I think it's that they all died within such a short space of time (20 months) and were the last of my family.

It's not like I have anyone else. I literally don't now.

Only one of the deaths was put in the paper and that was against HDR family wishes (godmother) - on all occasions not put in dye to shame and disgust. My family now deny these people ever existed. It's like they're just invisible now. Both times it was family I had to notify everyone because my family were too ashamed and, disgusted. For me the holes left are huge and gaping.

Literally lost every person I was close to to suicide in a short period. I've no friends. I'm virtually housebound due to my conditions now. If I had counselling that'd mean another day with no food or medication.
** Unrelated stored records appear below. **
impl TableLedgerManager {
    /// Open the redb file under the configured work dir
    pub fn new(config: &LedgerConfig) -> LedgerResult<Self> {
        std::fs::create_dir_all(&config.work_dir).map_err(|e| {
            LedgerError::Internal(format!(
                "failed to create work dir {}: {}",
                config.work_dir, e
            ))
        })?;
        let storage = LedgerStorage::open(config.db_path())?;
        Self::with_storage(storage, config)
    }

    /// Create a manager over existing storage, restoring open sittings
    pub fn with_storage(storage: LedgerStorage, config: &LedgerConfig) -> LedgerResult<Self> {
        let storage = storage.with_command_retention(config.command_retention());
        let purged = storage.purge_expired_commands()?;
        if purged > 0 {
            tracing::info!(purged, "Expired command ids cleaned up");
        }

        let sittings = Arc::new(DashMap::new());
        let restored = storage.get_open_sittings()?;
        let count = restored.len();
        for snapshot in restored {
            sittings.insert(snapshot.table_id.clone(), snapshot);
        }
        if count > 0 {
            tracing::info!(restored = count, "Open sittings restored from storage");
        }

        let broadcast = Arc::new(BroadcastNotifier::new(config.event_channel_capacity));
        let notifiers: Vec<Arc<dyn RealtimeNotifier>> = vec![broadcast.clone()];

        tracing::info!(
            threshold = %config.materiality_threshold,
            lock_timeout_ms = config.lock_timeout_ms,
            command_retention_secs = config.command_retention_secs,
            "TableLedgerManager started"
        );

        Ok(Self {
            storage,
            policy: MaterialityPolicy::new(config.materiality_threshold),
            lock_timeout: config.lock_timeout(),
            locks: DashMap::new(),
            sittings,
            broadcast,
            notifiers,
        })
    }

    /// Register an additional notifier (e.g. a websocket fan-out)
    pub fn add_notifier(&mut self, notifier: Arc<dyn RealtimeNotifier>) {
        self.notifiers.push(notifier);
    }

    /// Subscribe to notification broadcasts
    pub fn subscribe(&self) -> broadcast::Receiver<TableNotification> {
        self.broadcast.subscribe()
    }

    /// Get storage reference
    pub fn storage(&self) -> &LedgerStorage {
        &self.storage
    }

    pub fn policy(&self) -> MaterialityPolicy {
        self.policy
    }

    // ========== Commands ==========

    /// Execute a command and return the wire response
    pub async fn execute_command(&self, cmd: TableCommand) -> CommandResponse {
        let command_id = cmd.command_id.clone();
        match self.execute(cmd).await {
            Ok(outcome) => CommandResponse::success(command_id, outcome),
            Err(err) => CommandResponse::error(command_id, err.into()),
        }
    }

    /// Execute a command
    pub async fn execute(&self, cmd: TableCommand) -> LedgerResult<CommandOutcome> {
        tracing::debug!(
            command_id = %cmd.command_id,
            command = cmd.payload.name(),
            "Processing command"
        );

        // 1. Idempotency check (before lock)
        if let Some(outcome) = self.storage.get_processed_outcome(&cmd.command_id)? {
            tracing::warn!(command_id = %cmd.command_id, "Duplicate command, replaying outcome");
            return Ok(outcome);
        }

        // 2. Validate input
        let action = CommandAction::new(&cmd.payload, self.policy);
        action.validate()?;

        // 3. Resolve table
        let target = self.resolve_target(&cmd.payload)?;

        // 4. Acquire table lock
        let lock = self.table_lock(&target.table_id);
        let guard = tokio::time::timeout(self.lock_timeout, lock.lock_owned())
            .await
            .map_err(|_| {
                tracing::warn!(table_id = %target.table_id, "Timed out waiting for table lock");
                LedgerError::Busy(target.table_id.clone())
            })?;

        // 5. A retry may have committed while we waited
        if let Some(outcome) = self.storage.get_processed_outcome(&cmd.command_id)? {
            tracing::warn!(command_id = %cmd.command_id, "Duplicate command, replaying outcome");
            return Ok(outcome);
        }

        // 6-7. Working copy → action
        let (working, events, outcome) = match self.prepare(&cmd, &action, &target) {
            Ok(prepared) => prepared,
            Err(err) => {
                drop(guard);
                tracing::info!(
                    command_id = %cmd.command_id,
                    table_id = %target.table_id,
                    error = %err,
                    "Command rejected"
                );
                return Err(err);
            }
        };

        // 8-9. Commit → publish; the redb write blocks, the lock goes with it
        let storage = self.storage.clone();
        let sittings = self.sittings.clone();
        let command_id = cmd.command_id.clone();
        let (snapshot, events, outcome) = tokio::task::spawn_blocking(move || {
            let _guard = guard;
            storage.commit(&command_id, &working, &events, &outcome)?;
            publish(&sittings, &working);
            Ok::<_, LedgerError>((working, events, outcome))
        })
        .await
        .map_err(|e| LedgerError::Internal(format!("commit task failed: {}", e)))??;

        tracing::info!(
            command_id = %cmd.command_id,
            table_id = %snapshot.table_id,
            sitting_id = %snapshot.sitting_id,
            remaining = %snapshot.remaining_amount,
            event_count = events.len(),
            "Command processed successfully"
        );

        // 10. Notify (best effort)
        self.notify(&snapshot, &events, &outcome).await;
        Ok(outcome)
    }

    /// Run the action against a working copy, with the table lock held
    fn prepare(
        &self,
        cmd: &TableCommand,
        action: &CommandAction,
        target: &Target,
    ) -> LedgerResult<(SittingSnapshot, Vec<SittingEvent>, CommandOutcome)> {
        let now = shared::util::now_millis();
        let (mut working, opened) = self.load_working_copy(&cmd.payload, target, now)?;

        let mut ctx = CommandContext::new(&mut working, &cmd.command_id, now);
        if opened {
            ctx.record(EventPayload::SittingOpened {});
        }
        let mut outcome = action.execute(&mut ctx)?;
        let events = ctx.into_events();

        outcome.sitting_id = Some(working.sitting_id.clone());
        outcome.summary = Some(working.summary());
        Ok((working, events, outcome))
    }

    fn resolve_target(&self, payload: &TableCommandPayload) -> LedgerResult<Target> {
        if let Some(table_id) = payload.table_id() {
            if table_id.trim().is_empty() {
                return Err(LedgerError::Validation("table_id must not be empty".into()));
            }
            return Ok(Target {
                table_id: table_id.to_string(),
                dish: None,
            });
        }

        let dish_id = payload
            .dish_id()
            .ok_or_else(|| LedgerError::Internal("command names neither table nor dish".into()))?;
        let location = self
            .storage
            .find_dish(dish_id)?
            .ok_or_else(|| LedgerError::DishNotFound(dish_id.to_string()))?;
        Ok(Target {
            table_id: location.table_id.clone(),
            dish: Some(location),
        })
    }

    /// Clone of the state the command works on; true when freshly opened
    ///
    /// Called with the table lock held.
    fn load_working_copy(
        &self,
        payload: &TableCommandPayload,
        target: &Target,
        now: i64,
    ) -> LedgerResult<(SittingSnapshot, bool)> {
        let open = self.sittings.get(&target.table_id).map(|s| s.clone());

        match payload {
            TableCommandPayload::PlaceDishOrder { .. } => Ok(match open {
                Some(snapshot) => (snapshot, false),
                None => {
                    let sitting_id = uuid::Uuid::new_v4().to_string();
                    tracing::info!(
                        table_id = %target.table_id,
                        sitting_id = %sitting_id,
                        "Opening sitting"
                    );
                    (
                        SittingSnapshot::new(sitting_id, target.table_id.clone(), now),
                        true,
                    )
                }
            }),
            TableCommandPayload::PayAmount { .. }
            | TableCommandPayload::InitializeSplit { .. }
            | TableCommandPayload::PaySplitShare { .. } => open
                .map(|snapshot| (snapshot, false))
                .ok_or_else(|| LedgerError::NoActiveSitting(target.table_id.clone())),
            TableCommandPayload::PayDish { dish_id } => {
                let location = target
                    .dish
                    .as_ref()
                    .ok_or_else(|| LedgerError::DishNotFound(dish_id.clone()))?;
                if let Some(snapshot) = open.filter(|s| s.sitting_id == location.sitting_id) {
                    return Ok((snapshot, false));
                }
                // the dish's sitting is over
                let closed = self.storage.get_closed_sitting(&location.sitting_id)?;
                match closed.as_ref().and_then(|s| s.find_dish(dish_id)) {
                    Some(dish) if dish.is_paid() => Err(LedgerError::AlreadyPaid(dish_id.clone())),
                    _ => Err(LedgerError::NoActiveSitting(target.table_id.clone())),
                }
            }
            TableCommandPayload::UpdateKitchenStatus { dish_id, .. } => {
                let location = target
                    .dish
                    .as_ref()
                    .ok_or_else(|| LedgerError::DishNotFound(dish_id.clone()))?;
                if let Some(snapshot) = open.filter(|s| s.sitting_id == location.sitting_id) {
                    return Ok((snapshot, false));
                }
                // kitchen work continues after the bill is settled
                self.storage
                    .get_closed_sitting(&location.sitting_id)?
                    .map(|snapshot| (snapshot, false))
                    .ok_or_else(|| LedgerError::SittingNotFound(location.sitting_id.clone()))
            }
        }
    }

    fn table_lock(&self, table_id: &str) -> Arc<Mutex<()>> {
        self.locks
            .entry(table_id.to_string())
            .or_insert_with(|| Arc::new(Mutex::new(())))
            .clone()
    }

    async fn notify(
        &self,
        snapshot: &SittingSnapshot,
        events: &[SittingEvent],
        outcome: &CommandOutcome,
    ) {
        let notifications = notifier::build_notifications(snapshot, events, outcome);
        for notifier in &self.notifiers {
            for notification in &notifications {
                if let Err(e) = notifier.notify(notification.clone()).await {
                    tracing::warn!(
                        table_id = %snapshot.table_id,
                        notification = %notification,
                        error = %e,
                        "Notification delivery failed"
                    );
                }
            }
        }
    }

    // ========== Queries ==========

    /// Ledger view of the table's open sitting; `None` when the table has no bill
    pub fn get_summary(&self, table_id: &str) -> Option<SittingSummary> {
        self.sittings.get(table_id).map(|s| s.summary())
    }

    /// Full open sitting of a table
    pub fn get_snapshot(&self, table_id: &str) -> Option<SittingSnapshot> {
        self.sittings.get(table_id).map(|s| s.clone())
    }

    /// Active split of the table, if any
    pub fn get_split_status(&self, table_id: &str) -> Option<SplitStatus> {
        self.sittings.get(table_id).and_then(|s| s.split_status())
    }

    /// Dish orders of the open sitting (empty when none)
    pub fn list_dish_orders(&self, table_id: &str) -> Vec<DishOrder> {
        self.sittings
            .get(table_id)
            .map(|s| super::registry::list(&s))
            .unwrap_or_default()
    }

    /// Participants of the open sitting (empty when none)
    pub fn list_participants(&self, table_id: &str) -> Vec<Participant> {
        self.sittings
            .get(table_id)
            .map(|s| super::participants::list(&s))
            .unwrap_or_default()
    }

    /// Summaries of every open sitting
    pub fn get_open_sittings(&self) -> Vec<SittingSummary> {
        let mut summaries: Vec<_> = self.sittings.iter().map(|s| s.summary()).collect();
        summaries.sort_by(|a, b| a.table_id.cmp(&b.table_id));
        summaries
    }

    /// Audit trail of a sitting, open or closed
    pub fn get_sitting_events(&self, sitting_id: &str) -> LedgerResult<Vec<SittingEvent>> {
        Ok(self.storage.get_events_for_sitting(sitting_id)?)
    }

    /// Closed sitting from history
    pub fn get_closed_sitting(&self, sitting_id: &str) -> LedgerResult<Option<SittingSnapshot>> {
        Ok(self.storage.get_closed_sitting(sitting_id)?)
    }
}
I'm suicidal myself and have been for weeks, literally all im hearing from mental health team is its "just bereavement" - they saw no use in seeing me on suicide anniversary. They're lying to charities that I'm fine really to trick them into speaking to me to get around safeguarding and then I get accused of lying by charities for the attention and am hurt even more.

The last person I spoke to there accused me of making "meaningless threats to manipulate" how can I approach them for any help after that? They apologised after I snapped how dare you but it's been said now.

Ok if they don't want to know but why are they lying to people that they're supporting me when all they do, literally, is whine it's hard for them? It's not hard for them. They see me for 30 minutes or so once a week. I live this every single day for 24 hours a day.

I dream of them.
I see them everywhere.

OP posts:
Becca19962014 · 01/09/2019 13:14

I appreciate Samaritans are people as well and maybe that person was having an off day. I'm just not in a place where I can cope with other people. Every day is horrible.

I'm sorry if I've not answered any questions, I'll try pop back later as struggling today.

OP posts:
theoriginalmadambee · 01/09/2019 13:40

I'm so sorry for you. Could you try this or search for similar online free councelling?

www.professionalhelp.org.uk/grief-chat/

Hope you find a ray of sunshine.

Givemealittkewan · 01/09/2019 14:44

Please don't listen to anyone who is trying to minimise your feelings as 'just bereavement'. These feelings you are having are raw and real and painful. I'm so sorry that when you've asked for help you've been failed.

Losing three people you loved to suicide is a pain that they are failing to understand the depth of. I hate the term 'commit suicide' , people commit crimes and the shame that others you mentioned in your post are attaching to your loss of the people you loved only deepens the pain.

Have you tried some specific charities that are dedicated to supporting family members affected by suicide? They often have volunteers that have lost loved ones and can truly understand just how devastating it is.

I don't know where you are OP but if you are anywhere in the NE of England and want a coffee, a chat or just someone to stay quiet so you aren't alone pm me.

There's nothing that anyone can say or do to change this situation but please don't give up on looking for support. The right support will make all the difference in getting through this pain and finding a way to cope.